== DATASET RECORDS ==
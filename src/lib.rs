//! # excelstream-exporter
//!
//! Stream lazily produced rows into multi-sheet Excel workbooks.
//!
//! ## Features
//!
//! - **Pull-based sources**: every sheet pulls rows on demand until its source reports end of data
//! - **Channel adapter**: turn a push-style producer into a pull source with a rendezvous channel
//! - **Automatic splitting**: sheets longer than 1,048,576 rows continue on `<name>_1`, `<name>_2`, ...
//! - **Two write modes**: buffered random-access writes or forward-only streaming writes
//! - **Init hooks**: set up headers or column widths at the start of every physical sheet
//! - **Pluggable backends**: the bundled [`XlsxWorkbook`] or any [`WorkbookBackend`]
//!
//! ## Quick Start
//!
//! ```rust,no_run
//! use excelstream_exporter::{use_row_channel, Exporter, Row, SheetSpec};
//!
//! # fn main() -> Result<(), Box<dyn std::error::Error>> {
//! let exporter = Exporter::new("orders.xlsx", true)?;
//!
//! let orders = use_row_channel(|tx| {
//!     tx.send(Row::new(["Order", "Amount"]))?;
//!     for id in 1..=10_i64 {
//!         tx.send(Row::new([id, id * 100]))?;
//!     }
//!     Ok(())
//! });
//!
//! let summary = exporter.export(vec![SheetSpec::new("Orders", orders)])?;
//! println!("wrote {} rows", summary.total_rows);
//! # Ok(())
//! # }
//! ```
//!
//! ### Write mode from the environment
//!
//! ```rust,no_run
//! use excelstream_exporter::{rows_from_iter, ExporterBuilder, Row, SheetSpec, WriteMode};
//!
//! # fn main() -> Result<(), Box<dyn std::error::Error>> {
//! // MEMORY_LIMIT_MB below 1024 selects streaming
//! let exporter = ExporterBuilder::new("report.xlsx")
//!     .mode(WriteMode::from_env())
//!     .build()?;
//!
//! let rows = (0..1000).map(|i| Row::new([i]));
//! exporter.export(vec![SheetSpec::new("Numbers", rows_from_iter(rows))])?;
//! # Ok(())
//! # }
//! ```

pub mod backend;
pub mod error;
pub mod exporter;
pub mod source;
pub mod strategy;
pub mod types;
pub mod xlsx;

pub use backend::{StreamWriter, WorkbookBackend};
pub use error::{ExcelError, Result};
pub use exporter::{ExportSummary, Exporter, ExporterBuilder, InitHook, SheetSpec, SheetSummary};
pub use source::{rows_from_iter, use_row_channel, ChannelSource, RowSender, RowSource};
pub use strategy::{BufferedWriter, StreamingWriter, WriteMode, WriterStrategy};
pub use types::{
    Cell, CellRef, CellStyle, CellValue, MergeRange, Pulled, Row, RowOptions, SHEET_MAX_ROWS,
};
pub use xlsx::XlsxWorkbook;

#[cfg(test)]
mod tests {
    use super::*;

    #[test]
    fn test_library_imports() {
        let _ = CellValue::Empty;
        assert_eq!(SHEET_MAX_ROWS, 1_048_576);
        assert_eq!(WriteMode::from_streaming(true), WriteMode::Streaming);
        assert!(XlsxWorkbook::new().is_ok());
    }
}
===
— DESCRIPTION OF THE TASK —
Your task is to output the full set of records exactly as presented.

— PROBLEM SOLUTION —
filename src/lib.rs
//! # excelstream-exporter
//!
//! Stream lazily produced rows into multi-sheet Excel workbooks.
//!
//! ## Features
//!
//! - **Pull-based sources**: every sheet pulls rows on demand until its source reports end of data
//! - **Channel adapter**: turn a push-style producer into a pull source with a rendezvous channel
//! - **Automatic splitting**: sheets longer than 1,048,576 rows continue on `<name>_1`, `<name>_2`, ...
//! - **Two write modes**: buffered random-access writes or forward-only streaming writes
//! - **Init hooks**: set up headers or column widths at the start of every physical sheet
//! - **Pluggable backends**: the bundled [`XlsxWorkbook`] or any [`WorkbookBackend`]
//!
//! ## Quick Start
//!
//! ```rust,no_run
//! use excelstream_exporter::{use_row_channel, Exporter, Row, SheetSpec};
//!
//! # fn main() -> Result<(), Box<dyn std::error::Error>> {
//! let exporter = Exporter::new("orders.xlsx", true)?;
//!
//! let orders = use_row_channel(|tx| {
//!     tx.send(Row::new(["Order", "Amount"]))?;
//!     for id in 1..=10_i64 {
//!         tx.send(Row::new([id, id * 100]))?;
//!     }
//!     Ok(())
//! });
//!
//! let summary = exporter.export(vec![SheetSpec::new("Orders", orders)])?;
//! println!("wrote {} rows", summary.total_rows);
//! # Ok(())
//! # }
//! ```
//!
//! ### Write mode from the environment
//!
//! ```rust,no_run
//! use excelstream_exporter::{rows_from_iter, ExporterBuilder, Row, SheetSpec, WriteMode};
//!
//! # fn main() -> Result<(), Box<dyn std::error::Error>> {
//! // MEMORY_LIMIT_MB below 1024 selects streaming
//! let exporter = ExporterBuilder::new("report.xlsx")
//!     .mode(WriteMode::from_env())
//!     .build()?;
//!
//! let rows = (0..1000).map(|i| Row::new([i]));
//! exporter.export(vec![SheetSpec::new("Numbers", rows_from_iter(rows))])?;
//! # Ok(())
//! # }
//! ```

pub mod backend;
pub mod error;
pub mod exporter;
pub mod source;
pub mod strategy;
pub mod types;
pub mod xlsx;

pub use backend::{StreamWriter, WorkbookBackend};
pub use error::{ExcelError, Result};
pub use exporter::{ExportSummary, Exporter, ExporterBuilder, InitHook, SheetSpec, SheetSummary};
pub use source::{rows_from_iter, use_row_channel, ChannelSource, RowSender, RowSource};
pub use strategy::{BufferedWriter, StreamingWriter, WriteMode, WriterStrategy};
pub use types::{
    Cell, CellRef, CellStyle, CellValue, MergeRange, Pulled, Row, RowOptions, SHEET_MAX_ROWS,
};
pub use xlsx::XlsxWorkbook;

#[cfg(test)]
mod tests {
    use super::*;

    #[test]
    fn test_library_imports() {
        let _ = CellValue::Empty;
        assert_eq!(SHEET_MAX_ROWS, 1_048_576);
        assert_eq!(WriteMode::from_streaming(true), WriteMode::Streaming);
        assert!(XlsxWorkbook::new().is_ok());
    }
}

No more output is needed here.